FIGS. 2 and 3 better illustrate the ink feeding system described above, including ink fountain assembly 14, fountain roller 16, pickup roller 24 and transfer roller 22. Furthermore, an additional roller 26 is illustrated in contact with transfer roller 22 as part of a system to supply an even and uniform flow of ink to the printing couple of the duplicating machine. It also can be seen that transfer roller 22 preferably is a "soft" roller, i.e. one with a relatively resilient outer surface.
Ink fountain assembly 14 is conventional and includes a fountain trough defined by an elongated blade 28 extending along one side of the trough and ink fountain roller 16 extending along the other side of the trough. The blade and roller are mounted on a frame, generally designated 30, which includes a pair of side plate portions 32 and a front frame portion 34. Blade 28 is secured to the frame by appropriate fasteners. As is known, a plurality of thumb screws 36 are threaded through frame portion 34 whereby the distal ends of the screws angularly abut against the underside of blade 28. By adjusting the thumb screws, a gap between the blade and fountain roller 16 can be varied along the length of the roller to maintain as consistent a thickness of ink as possible to be applied to the fountain roller along the blade.
The invention contemplates forming the pickup surface of pickup roller 24 with a plurality of spaced circular ribs 38 which define a pattern of generally parallel ridges and valleys 40 along the pickup roller normal to the axis of rotation of the roller. As seen in FIG. 2, a preferred ink feeding system includes transfer roller 22 having a resilient surface whereby ribs 38 slightly impress into the surface of the transfer roller when transferring ink thereto.
Exemplary parameters for a pickup roller incorporating circular ribs 38 which has proven effective has been to provide a roller with an outside rib diameter of 1.25 inch, each rib having a width on the order of 0.125 inch, a height on the order of 0.010 inch and spaced to define valleys on the order of 0.125 inch. Generally, these parameters would include the width of the ribs and the spacing between the ribs to be substantially equal, and the height of the ribs to be less than the width of the ribs.
The circular ribbed pickup roller of this invention has proven to supply ink to a transfer roller in a continuous or semi-continuous manner which provides superior flow characteristics than conventional ductor roller systems, thereby eliminating the shadows or lines caused by ductor skidding and bouncing, as well as eliminating the complicated and expensive ducting mechanisms required. Less rollers are required in the system for supplying an even and uniform flow of ink than is required to smooth out the "ducted" ink bands which, again, reduces expenses and lessens complications than a ductor roller system.

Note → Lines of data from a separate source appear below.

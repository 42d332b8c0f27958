//! Scene description records for Lux.
//!
//! These are the renderer-agnostic types produced by the scene loader: what
//! the camera looks like, which shapes exist and what they are made of, and
//! where the lights are. The renderer turns them into intersectable geometry.

use lux_math::Vec3;

/// Surface material for the Blinn-Phong model.
///
/// A material belongs to exactly one shape and is copied by value into every
/// hit result, so there is no shared mutable state between rays.
#[derive(Clone, Copy, Debug, PartialEq)]
pub struct Material {
    /// Specular coefficient
    pub ks: f32,

    /// Diffuse coefficient
    pub kd: f32,

    /// Specular exponent (shininess)
    pub specular_exponent: f32,

    /// Diffuse color (RGB, 0-1)
    pub diffuse_color: Vec3,

    /// Specular color (RGB, 0-1)
    pub specular_color: Vec3,

    /// Whether reflection rays are traced from this surface
    pub is_reflective: bool,

    /// Blend weight of the reflected color (0-1)
    pub reflectivity: f32,

    /// Recognized but not traced
    pub is_refractive: bool,

    /// Index of refraction (inert)
    pub refractive_index: f32,
}

impl Default for Material {
    fn default() -> Self {
        Self {
            ks: 0.0,
            kd: 0.0,
            specular_exponent: 0.0,
            diffuse_color: Vec3::ZERO,
            specular_color: Vec3::ZERO,
            is_reflective: false,
            reflectivity: 0.0,
            is_refractive: false,
            refractive_index: 0.0,
        }
    }
}

impl Material {
    /// Create a purely diffuse material.
    pub fn diffuse(kd: f32, diffuse_color: Vec3) -> Self {
        Self {
            kd,
            diffuse_color,
            ..Default::default()
        }
    }

    /// Add a specular lobe.
    pub fn with_specular(mut self, ks: f32, specular_exponent: f32, specular_color: Vec3) -> Self {
        self.ks = ks;
        self.specular_exponent = specular_exponent;
        self.specular_color = specular_color;
        self
    }

    /// Make the material reflective with the given blend weight.
    pub fn with_reflectivity(mut self, reflectivity: f32) -> Self {
        self.is_reflective = true;
        self.reflectivity = reflectivity;
        self
    }
}

/// Kinds of light source.
#[derive(Clone, Copy, Debug, PartialEq, Eq)]
pub enum LightKind {
    Point,
}

/// A light source.
#[derive(Clone, Copy, Debug, PartialEq)]
pub struct Light {
    pub kind: LightKind,

    /// World-space position
    pub position: Vec3,

    /// Per-channel intensity, multiplied into the diffuse and specular terms
    pub intensity: Vec3,
}

impl Light {
    /// Create a point light.
    pub fn point(position: Vec3, intensity: Vec3) -> Self {
        Self {
            kind: LightKind::Point,
            position,
            intensity,
        }
    }
}

/// A geometric shape together with its material.
#[derive(Clone, Debug, PartialEq)]
pub enum Shape {
    Sphere {
        center: Vec3,
        radius: f32,
        material: Material,
    },
    /// Lateral surface of a cylinder, starting at `center` and extending
    /// `height` along `axis`.
    Cylinder {
        center: Vec3,
        axis: Vec3,
        radius: f32,
        height: f32,
        material: Material,
    },
    Triangle {
        v0: Vec3,
        v1: Vec3,
        v2: Vec3,
        material: Material,
    },
}

impl Shape {
    /// The material of this shape.
    pub fn material(&self) -> &Material {
        match self {
            Shape::Sphere { material, .. }
            | Shape::Cylinder { material, .. }
            | Shape::Triangle { material, .. } => material,
        }
    }

    /// Short type name, as used in the scene file.
    pub fn kind_name(&self) -> &'static str {
        match self {
            Shape::Sphere { .. } => "sphere",
            Shape::Cylinder { .. } => "cylinder",
            Shape::Triangle { .. } => "triangle",
        }
    }
}

/// How pixels are evaluated.
#[derive(Clone, Copy, Debug, Default, PartialEq, Eq)]
pub enum RenderMode {
    /// Hit/no-hit silhouette: red where any shape is struck
    Binary,
    /// Blinn-Phong shading with shadows and reflections
    #[default]
    Phong,
}

/// Pinhole camera settings.
#[derive(Clone, Debug, PartialEq)]
pub struct CameraSettings {
    /// Camera type tag from the scene file (only pinhole cameras exist)
    pub kind: String,

    /// Image width in pixels
    pub width: u32,

    /// Image height in pixels
    pub height: u32,

    pub position: Vec3,
    pub look_at: Vec3,
    pub up: Vec3,

    /// Vertical field of view in degrees
    pub fov: f32,

    /// Carried through from the scene file; not applied
    pub exposure: f32,
}

impl Default for CameraSettings {
    fn default() -> Self {
        Self {
            kind: "pinhole".to_string(),
            width: 800,
            height: 600,
            position: Vec3::ZERO,
            look_at: Vec3::new(0.0, 0.0, -1.0),
            up: Vec3::Y,
            fov: 45.0,
            exposure: 0.1,
        }
    }
}

impl CameraSettings {
    /// Number of pixels in the image.
    pub fn pixel_count(&self) -> u64 {
        u64::from(self.width) * u64::from(self.height)
    }
}

/// Largest image accepted, in pixels.
pub const MAX_IMAGE_PIXELS: u64 = 1 << 28;

/// Default ambient light intensity.
pub const DEFAULT_AMBIENT_INTENSITY: f32 = 0.4;

/// Default number of reflective bounces.
pub const DEFAULT_MAX_BOUNCES: u32 = 4;

/// A complete scene: camera, render settings, shapes and lights.
///
/// Built once by the loader and read-only afterwards.
#[derive(Clone, Debug, PartialEq)]
pub struct SceneDescription {
    pub render_mode: RenderMode,

    /// Maximum reflection depth; the primary ray is depth 0
    pub max_bounces: u32,

    pub camera: CameraSettings,

    /// Color returned for rays that hit nothing
    pub background: Vec3,

    pub ambient_intensity: f32,

    pub lights: Vec<Light>,

    /// Shapes in declaration order
    pub shapes: Vec<Shape>,
}

impl Default for SceneDescription {
    fn default() -> Self {
        Self {
            render_mode: RenderMode::default(),
            max_bounces: DEFAULT_MAX_BOUNCES,
            camera: CameraSettings::default(),
            background: Vec3::ZERO,
            ambient_intensity: DEFAULT_AMBIENT_INTENSITY,
            lights: Vec::new(),
            shapes: Vec::new(),
        }
    }
}

impl SceneDescription {
    /// Add a shape.
    pub fn add_shape(&mut self, shape: Shape) {
        self.shapes.push(shape);
    }

    /// Add a light.
    pub fn add_light(&mut self, light: Light) {
        self.lights.push(light);
    }

    /// Number of shapes.
    pub fn shape_count(&self) -> usize {
        self.shapes.len()
    }

    /// Number of lights.
    pub fn light_count(&self) -> usize {
        self.lights.len()
    }

    /// Count shapes of the given kind name ("sphere", "cylinder", "triangle").
    pub fn count_of(&self, kind: &str) -> usize {
        self.shapes.iter().filter(|s| s.kind_name() == kind).count()
    }
}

In essence, the ribbed roller 24 of this invention can completely eliminate the need for a ductor roller system and its accompanying problems by providing a continuous ink and/or moisture roller system which does not have the disadvantages of a continuous contact surface of conventional continuous roller systems. In other words, referring to FIG. 4, blade 28 of ink fountain assembly 14 is adjusted by thumb screws 36 to define a given gap 40 which determines the thickness of ink film 42 carried by the fountain roller. This ink film is split, as at 44, in any ink feeding system whereby a still thinner film of ink 46 is carried by the pickup roller. With a continuous-contact roller feeding system having a pickup roller with a smooth surface, the thickness of ink film 42 on fountain roller 16 must be very thin in order to maintain any degree of control over the thickness of ink film 46 carried by the pickup roller. Therefore, the very thinness of ink film 42 on the fountain roller results in greatly diminishing the range of control available with a smooth surface, continuous contact pickup roller.

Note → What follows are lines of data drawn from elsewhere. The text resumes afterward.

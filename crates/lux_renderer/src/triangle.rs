//! Triangle primitive for ray tracing.
//!
//! Uses the Möller-Trumbore algorithm for ray-triangle intersection.

use crate::Ray;
use lux_core::Material;
use lux_math::{normalize, Vec3};

/// Determinants below this magnitude mean the ray is parallel to the plane.
pub const PARALLEL_EPSILON: f32 = 1e-8;

/// Hits at or below this distance are rejected.
pub const TRIANGLE_EPSILON: f32 = 1e-8;

/// A flat-shaded triangle primitive.
#[derive(Debug, Clone, Copy, PartialEq)]
pub struct Triangle {
    /// Vertices
    v0: Vec3,
    v1: Vec3,
    v2: Vec3,
    /// Pre-computed face normal, normalize(e1 x e2)
    normal: Vec3,
    material: Material,
}

impl Triangle {
    /// Create a new triangle from three vertices.
    pub fn new(v0: Vec3, v1: Vec3, v2: Vec3, material: Material) -> Self {
        let edge1 = v1 - v0;
        let edge2 = v2 - v0;
        let normal = normalize(edge1.cross(edge2));

        Self {
            v0,
            v1,
            v2,
            normal,
            material,
        }
    }

    pub fn vertices(&self) -> [Vec3; 3] {
        [self.v0, self.v1, self.v2]
    }

    pub fn material(&self) -> &Material {
        &self.material
    }

    /// Möller-Trumbore ray-triangle intersection.
    ///
    /// Barycentric bounds are inclusive: hits exactly on an edge count.
    pub fn intersect(&self, ray: &Ray) -> Option<f32> {
        let edge1 = self.v1 - self.v0;
        let edge2 = self.v2 - self.v0;

        let h = ray.direction().cross(edge2);
        let a = edge1.dot(h);

        // Ray is parallel to triangle
        if a.abs() < PARALLEL_EPSILON {
            return None;
        }

        let f = 1.0 / a;
        let s = ray.origin() - self.v0;
        let u = f * s.dot(h);

        if !(0.0..=1.0).contains(&u) {
            return None;
        }

        let q = s.cross(edge1);
        let v = f * ray.direction().dot(q);

        if v < 0.0 || u + v > 1.0 {
            return None;
        }

        let t = f * edge2.dot(q);
        (t > TRIANGLE_EPSILON).then_some(t)
    }

    /// Face normal; constant over the whole triangle.
    pub fn normal(&self) -> Vec3 {
        self.normal
    }
}
//! Primitive dispatch and hit results.

use crate::{Cylinder, Ray, Sphere, Triangle};
use lux_core::Material;
use lux_math::Vec3;

/// Record of the closest ray-primitive intersection.
///
/// Built fresh for every ray evaluation and never shared between rays.
#[derive(Debug, Clone, Copy, PartialEq)]
pub struct HitResult {
    /// Parameter t where the intersection occurs
    pub t: f32,
    /// Point of intersection
    pub point: Vec3,
    /// Outward unit surface normal
    pub normal: Vec3,
    /// Copy of the hit primitive's material
    pub material: Material,
}

/// Any intersectable primitive.
///
/// A closed set of shapes, dispatched by a single match in the hot loop.
#[derive(Debug, Clone, Copy, PartialEq)]
pub enum Primitive {
    Sphere(Sphere),
    Cylinder(Cylinder),
    Triangle(Triangle),
}

impl Primitive {
    /// Nearest forward intersection distance, if any.
    #[inline]
    pub fn intersect(&self, ray: &Ray) -> Option<f32> {
        match self {
            Primitive::Sphere(s) => s.intersect(ray),
            Primitive::Cylinder(c) => c.intersect(ray),
            Primitive::Triangle(t) => t.intersect(ray),
        }
    }

    /// Outward unit normal at a point on the surface.
    #[inline]
    pub fn normal_at(&self, point: Vec3) -> Vec3 {
        match self {
            Primitive::Sphere(s) => s.normal_at(point),
            Primitive::Cylinder(c) => c.normal_at(point),
            Primitive::Triangle(t) => t.normal(),
        }
    }

    pub fn material(&self) -> &Material {
        match self {
            Primitive::Sphere(s) => s.material(),
            Primitive::Cylinder(c) => c.material(),
            Primitive::Triangle(t) => t.material(),
        }
    }

    /// Position in the closest-hit scan: spheres, then cylinders, then
    /// triangles.
    pub fn scan_rank(&self) -> u8 {
        match self {
            Primitive::Sphere(_) => 0,
            Primitive::Cylinder(_) => 1,
            Primitive::Triangle(_) => 2,
        }
    }

    /// Build the hit result for a distance returned by [`Primitive::intersect`].
    pub fn hit_result(&self, ray: &Ray, t: f32) -> HitResult {
        let point = ray.at(t);
        HitResult {
            t,
            point,
            normal: self.normal_at(point),
            material: *self.material(),
        }
    }
}

impl From<Sphere> for Primitive {
    fn from(s: Sphere) -> Self {
        Primitive::Sphere(s)
    }
}

impl From<Cylinder> for Primitive {
    fn from(c: Cylinder) -> Self {
        Primitive::Cylinder(c)
    }
}

impl From<Triangle> for Primitive {
    fn from(t: Triangle) -> Self {
        Primitive::Triangle(t)
    }
}

/// Find the closest hit among `primitives`, scanned in order.
///
/// The comparison against the running minimum is strict, so among
/// primitives at equal distance the first one scanned wins.
pub fn closest_hit(ray: &Ray, primitives: &[Primitive]) -> Option<HitResult> {
    let mut closest: Option<(f32, &Primitive)> = None;

    for primitive in primitives {
        if let Some(t) = primitive.intersect(ray) {
            let closer = match closest {
                Some((closest_t, _)) => t < closest_t,
                None => true,
            };
            if closer {
                closest = Some((t, primitive));
            }
        }
    }

    closest.map(|(t, primitive)| primitive.hit_result(ray, t))
}
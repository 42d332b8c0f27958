//! Vector helpers shared by the intersection, shading and tracing code.

use crate::Vec3;

/// Vectors at or below this length are left untouched by [`normalize`].
pub const NORMALIZE_EPSILON: f32 = 1e-6;

/// Normalize `v`, or return it unchanged if its length is `<= 1e-6`.
///
/// Unlike `Vec3::normalize`, this never produces NaN for a zero vector, so a
/// degenerate normal or direction cannot poison later comparisons.
#[inline]
pub fn normalize(v: Vec3) -> Vec3 {
    let length = v.length();
    if length > NORMALIZE_EPSILON {
        v / length
    } else {
        v
    }
}

/// Reflect `v` about the normal `n` (assumed unit length).
#[inline]
pub fn reflect(v: Vec3, n: Vec3) -> Vec3 {
    v - 2.0 * v.dot(n) * n
}

/// Largest of the three components.
#[inline]
pub fn max_component(v: Vec3) -> f32 {
    v.x.max(v.y).max(v.z)
}
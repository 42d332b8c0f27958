use anyhow::{Context, Result};
use clap::Parser;
use lux_core::{load_scene, write_ppm, SceneDescription, MAX_IMAGE_PIXELS};
use lux_renderer::render_description;

mod cli;
mod logger;

use cli::Args;
use logger::init_logger;

/// Apply command line overrides on top of the loaded scene.
fn apply_overrides(scene: &mut SceneDescription, args: &Args) -> Result<()> {
    if let Some(width) = args.width {
        scene.camera.width = width;
    }
    if let Some(height) = args.height {
        scene.camera.height = height;
    }
    if scene.camera.width == 0 || scene.camera.height == 0 {
        anyhow::bail!(
            "image size must be non-zero, got {}x{}",
            scene.camera.width,
            scene.camera.height
        );
    }
    if scene.camera.pixel_count() > MAX_IMAGE_PIXELS {
        anyhow::bail!(
            "image size {}x{} exceeds {} pixels",
            scene.camera.width,
            scene.camera.height,
            MAX_IMAGE_PIXELS
        );
    }
    if let Some(bounces) = args.bounces {
        scene.max_bounces = bounces;
    }
    if let Some(mode) = args.mode {
        scene.render_mode = mode.into();
    }
    Ok(())
}

fn main() -> Result<()> {
    let args = Args::parse();
    init_logger(args.log_level.into());

    let mut scene = load_scene(&args.scene)
        .with_context(|| format!("Failed to load scene {}", args.scene))?;
    apply_overrides(&mut scene, &args)?;

    let output = render_description(&scene);

    write_ppm(&args.output, output.width, output.height, &output.rgb, args.encoding())
        .with_context(|| format!("Failed to write image {}", args.output))?;

    Ok(())
}
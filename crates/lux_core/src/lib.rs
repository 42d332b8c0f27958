//! Lux Core - scene description, loading and image output.
//!
//! This crate provides:
//!
//! - **Scene records**: `SceneDescription`, `Shape`, `Material`, `Light`, `CameraSettings`
//! - **Scene loading**: JSON scene documents via [`load_scene`]
//! - **Image output**: PPM writing via [`write_ppm`]
//!
//! # Example
//!
//! ```ignore
//! use lux_core::{load_scene, write_ppm, PpmEncoding};
//!
//! let scene = load_scene("scene.json")?;
//! println!("Loaded {} shapes, {} lights", scene.shape_count(), scene.light_count());
//! ```

pub mod loader;
pub mod output;
pub mod scene;

// Re-export commonly used types
pub use loader::{load_scene, load_scene_from_str, LoadError, LoadResult};
pub use output::{encode_ppm, write_ppm, OutputError, OutputResult, PpmEncoding};
pub use scene::{
    CameraSettings, Light, LightKind, Material, RenderMode, SceneDescription, Shape,
    DEFAULT_AMBIENT_INTENSITY, DEFAULT_MAX_BOUNCES, MAX_IMAGE_PIXELS,
};
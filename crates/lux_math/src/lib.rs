// Re-export glam for convenience
pub use glam::*;

// Lux math types
mod interval;
mod ray;
mod vector;

pub use interval::Interval;
pub use ray::Ray;
pub use vector::{max_component, normalize, reflect, NORMALIZE_EPSILON};
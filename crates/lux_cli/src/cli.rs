use clap::{Parser, ValueEnum};
use log::LevelFilter;
use lux_core::{PpmEncoding, RenderMode};

/// Log levels selectable on the command line
#[derive(Debug, Clone, Copy, ValueEnum)]
pub enum LogLevel {
    Error,
    Warn,
    Info,
    Debug,
    Trace,
}

impl From<LogLevel> for LevelFilter {
    fn from(level: LogLevel) -> Self {
        match level {
            LogLevel::Error => LevelFilter::Error,
            LogLevel::Warn => LevelFilter::Warn,
            LogLevel::Info => LevelFilter::Info,
            LogLevel::Debug => LevelFilter::Debug,
            LogLevel::Trace => LevelFilter::Trace,
        }
    }
}

/// Render mode override
#[derive(Debug, Clone, Copy, ValueEnum)]
pub enum ModeArg {
    Binary,
    Phong,
}

impl From<ModeArg> for RenderMode {
    fn from(mode: ModeArg) -> Self {
        match mode {
            ModeArg::Binary => RenderMode::Binary,
            ModeArg::Phong => RenderMode::Phong,
        }
    }
}

/// Command line arguments
#[derive(Parser, Debug)]
#[command(name = "lux")]
#[command(about = "Whitted-style ray tracer with Blinn-Phong shading")]
pub struct Args {
    /// Scene description (JSON)
    pub scene: String,

    /// Output image path (PPM)
    #[arg(short, long, default_value = "output.ppm")]
    pub output: String,

    /// Override the image width from the scene file
    #[arg(long)]
    pub width: Option<u32>,

    /// Override the image height from the scene file
    #[arg(long)]
    pub height: Option<u32>,

    /// Override the bounce limit from the scene file
    #[arg(long)]
    pub bounces: Option<u32>,

    /// Override the render mode from the scene file
    #[arg(long, value_enum)]
    pub mode: Option<ModeArg>,

    /// Write a plain-text (P3) pixmap instead of binary (P6)
    #[arg(long)]
    pub ascii: bool,

    /// Set the logging level
    #[arg(long, value_enum, default_value = "info")]
    pub log_level: LogLevel,
}

impl Args {
    pub fn encoding(&self) -> PpmEncoding {
        if self.ascii {
            PpmEncoding::Ascii
        } else {
            PpmEncoding::Binary
        }
    }
}

#[cfg(test)]
mod tests {
    use super::*;

    #[test]
    fn test_defaults() {
        let args = Args::try_parse_from(["lux", "scene.json"]).unwrap();
        assert_eq!(args.scene, "scene.json");
        assert_eq!(args.output, "output.ppm");
        assert!(args.width.is_none());
        assert!(args.mode.is_none());
        assert_eq!(args.encoding(), PpmEncoding::Binary);
    }

    #[test]
    fn test_overrides() {
        let args = Args::try_parse_from([
            "lux", "scene.json", "-o", "out.ppm", "--width", "320", "--height", "200",
            "--bounces", "2", "--mode", "binary", "--ascii", "--log-level", "debug",
        ])
        .unwrap();

        assert_eq!(args.output, "out.ppm");
        assert_eq!(args.width, Some(320));
        assert_eq!(args.height, Some(200));
        assert_eq!(args.bounces, Some(2));
        assert_eq!(RenderMode::from(args.mode.unwrap()), RenderMode::Binary);
        assert_eq!(args.encoding(), PpmEncoding::Ascii);
        assert_eq!(LevelFilter::from(args.log_level), LevelFilter::Debug);
    }

    #[test]
    fn test_scene_is_required() {
        assert!(Args::try_parse_from(["lux"]).is_err());
    }
}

With the ribbed roller of this invention, ink film 42 on fountain roller 16 can be maintained considerably thicker because only ribs 38 come in contact with the ink on the fountain roller and thereby limits the ink split 44 between the fountain and pickup rollers. With the much thicker film 42 on fountain roller 16, a much larger range of adjustment is afforded without significant error. For instance, if ink film 46 is effectively removed by the pickup roller from ink film 42 on fountain roller 16, a continuously running film thickness 48 is maintained about the fountain roller. With a continuous contact, smooth surface pickup roller, the thickness of ink film 48 must be maintained on the order of 0.0001 inch for proper flow control through the ink feeding system. With the ribbed roller 24 of this invention, it has been found that a considerably larger ink film thickness 48 can be maintained on the order of 0.01 inch. Since a considerably larger amount (thickness) of ink is carried by each rib 38 than any given point on a smooth surface roller, it can be seen that a much larger range of adjustments can be made between the fountain roller and the pickup roller to control the ink flow through the feeding system than possibly can be attained with a smooth surface roller.
It will be understood that the invention may be embodied in other specific forms without departing from the spirit or central characteristics thereof. The present examples and embodiments, therefore, are to be considered in all respects as illustrative and not restrictive, and the invention is not to be limited to the details given herein.
Witczak, Stanley, Gasner, Earl L.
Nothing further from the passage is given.